Chuma wrote:One quite simple trick I think is "zero-syllable words". Try letting the word for simple things like "I" or "be" be just one sound, and not a vowel. Sure, it can be seen as affixes, but it might help to think of it as words.
There's a balance to be struck between succinctness and irregularity. Creating a completely new word to lexicalize something is the ultimate in irregularity, but can be the most succinct. Agglutinative compounds are highly regular, but can be quite lengthy. What you call "zero-syllable words" are somewhere in between. (I call them bound morphemes. If you want them to act as standalone words, they have to attach to some sort of null morpheme.) Leaning even more towards succinctness, without sacrificing too much regularity, you can have inflections that alter phonetic features on the root, rather than adding new phonemes or syllables.

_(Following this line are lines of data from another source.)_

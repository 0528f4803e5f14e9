// core/src/store.rs

//! The Catalog Store Client: single blocking round-trips against the
//! remote keyed document collection.
//!
//! No caching lives in this component; the pipeline keeps the cache one
//! level up so it can be invalidated independently of store calls.

use crate::error::StoreError;
use crate::listing::{Listing, ListingFields};
use anyhow::anyhow;
use async_trait::async_trait;
use std::collections::BTreeMap;
use tracing::{debug, instrument};
use uuid::Uuid;

/// The one logical collection every operation addresses.
pub const COLLECTION: &str = "Products";

/// Seam for the remote document store.
#[async_trait]
pub trait CatalogStore: Send + Sync {
  /// Mints a fresh unique key without writing anything under it. Key
  /// minting and the value write are separate steps; a minted key that is
  /// never written to is simply abandoned.
  async fn create_key(&self) -> Result<String, StoreError>;

  /// Upserts the full document at `id`, overwriting whatever was stored.
  /// Writing identical fields twice leaves the same stored state.
  async fn write(&self, id: &str, fields: &ListingFields) -> Result<(), StoreError>;

  /// Fetches every document in the collection, keyed by id. The store
  /// promises nothing about ordering; callers must treat the returned
  /// order as the fetch order, never the store's.
  async fn read_all(&self) -> Result<Vec<(String, ListingFields)>, StoreError>;

  /// Fetches a single document, `NotFound` when absent.
  async fn read_one(&self, id: &str) -> Result<ListingFields, StoreError>;

  /// Removes the document at `id`. Deleting an absent id is a success;
  /// delete is idempotent on the store side.
  async fn delete(&self, id: &str) -> Result<(), StoreError>;
}

/// Production store client speaking the Firebase-style REST dialect:
/// documents live at `{base}/Products/{id}.json`, the whole collection at
/// `{base}/Products.json`, and a `null` body stands for "nothing here".
pub struct HttpCatalogStore {
  client: reqwest::Client,
  base_url: String,
}

impl HttpCatalogStore {
  pub fn new(base_url: impl Into<String>) -> Self {
    let base_url = base_url.into();
    Self {
      client: reqwest::Client::new(),
      base_url: base_url.trim_end_matches('/').to_string(),
    }
  }

  fn collection_url(&self) -> String {
    format!("{}/{}.json", self.base_url, COLLECTION)
  }

  fn document_url(&self, id: &str) -> String {
    format!("{}/{}/{}.json", self.base_url, COLLECTION, id)
  }
}

/// Keys are minted locally, the way push keys are: globally unique without
/// a round trip, written to later or abandoned.
fn mint_key() -> String {
  Uuid::new_v4().to_string()
}

#[async_trait]
impl CatalogStore for HttpCatalogStore {
  async fn create_key(&self) -> Result<String, StoreError> {
    let key = mint_key();
    debug!(%key, "Minted store key.");
    Ok(key)
  }

  #[instrument(name = "catalog_store::write", skip(self, fields), err(Display))]
  async fn write(&self, id: &str, fields: &ListingFields) -> Result<(), StoreError> {
    // The document embeds its own id alongside the fields.
    let document = Listing::new(id, fields.clone());
    let response = self
      .client
      .put(self.document_url(id))
      .json(&document)
      .send()
      .await
      .map_err(|transport_err| StoreError::WriteFailed {
        id: id.to_string(),
        source: anyhow!(transport_err),
      })?;

    let status = response.status();
    if !status.is_success() {
      return Err(StoreError::WriteFailed {
        id: id.to_string(),
        source: anyhow!("store returned {status}"),
      });
    }
    debug!(%id, "Document written.");
    Ok(())
  }

  #[instrument(name = "catalog_store::read_all", skip(self), err(Display))]
  async fn read_all(&self) -> Result<Vec<(String, ListingFields)>, StoreError> {
    let response = self
      .client
      .get(self.collection_url())
      .send()
      .await
      .map_err(|transport_err| StoreError::ReadFailed {
        source: anyhow!(transport_err),
      })?;

    let status = response.status();
    if !status.is_success() {
      return Err(StoreError::ReadFailed {
        source: anyhow!("store returned {status}"),
      });
    }

    // An empty collection comes back as a literal `null` body. BTreeMap
    // gives the fetch a deterministic key order regardless of whatever
    // order the store answered in.
    let documents: Option<BTreeMap<String, ListingFields>> =
      response.json().await.map_err(|decode_err| StoreError::ReadFailed {
        source: anyhow!(decode_err),
      })?;
    let documents = documents.unwrap_or_default();
    debug!(count = documents.len(), "Collection fetched.");
    Ok(documents.into_iter().collect())
  }

  #[instrument(name = "catalog_store::read_one", skip(self), err(Display))]
  async fn read_one(&self, id: &str) -> Result<ListingFields, StoreError> {
    let response = self
      .client
      .get(self.document_url(id))
      .send()
      .await
      .map_err(|transport_err| StoreError::ReadFailed {
        source: anyhow!(transport_err),
      })?;

    let status = response.status();
    if !status.is_success() {
      return Err(StoreError::ReadFailed {
        source: anyhow!("store returned {status}"),
      });
    }

    let value: serde_json::Value =
      response.json().await.map_err(|decode_err| StoreError::ReadFailed {
        source: anyhow!(decode_err),
      })?;
    if value.is_null() {
      return Err(StoreError::NotFound { id: id.to_string() });
    }
    serde_json::from_value(value).map_err(|decode_err| StoreError::ReadFailed {
      source: anyhow!(decode_err),
    })
  }

  #[instrument(name = "catalog_store::delete", skip(self), err(Display))]
  async fn delete(&self, id: &str) -> Result<(), StoreError> {
    let response = self
      .client
      .delete(self.document_url(id))
      .send()
      .await
      .map_err(|transport_err| StoreError::DeleteFailed {
        id: id.to_string(),
        source: anyhow!(transport_err),
      })?;

    let status = response.status();
    // A store that answers 404 for an absent id still satisfies the
    // idempotent-delete contract.
    if !status.is_success() && status != reqwest::StatusCode::NOT_FOUND {
      return Err(StoreError::DeleteFailed {
        id: id.to_string(),
        source: anyhow!("store returned {status}"),
      });
    }
    debug!(%id, "Document deleted.");
    Ok(())
  }
}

There's also some loss of flexibility when you start fusing things. For example, comparing cases with adpositions:

Adpositions can be joined and share a single complement: 'of and for the people', vs Latin 'populi et populo' (not 'popul-i et -o')
Adpositions can take joint complements: 'of the city and the world', vs Latin 'urbis et orbis' (not 'urb- et orb-is')
Adpositions can take phrases and clauses, while cases take only nouns.
Adpositions are usually an open class, while cases are a closed class.

Clearly adpositions are more flexible than case, yet case is widely thought to make a language more succinct. Similar situations happen with other affixes which can't act as standalone words. What I think is happening is that things like case optimize succinctness for simple structures at the expense of complex structures, for a net win in succinctness due to the simple structures being so much more common. Ideally, there would be a way to make adposition-like things just as succinct as cases, without the loss of flexibility. (Or cases just as flexible as adpositions, without the loss of succinctness, if you want to look at it that way.)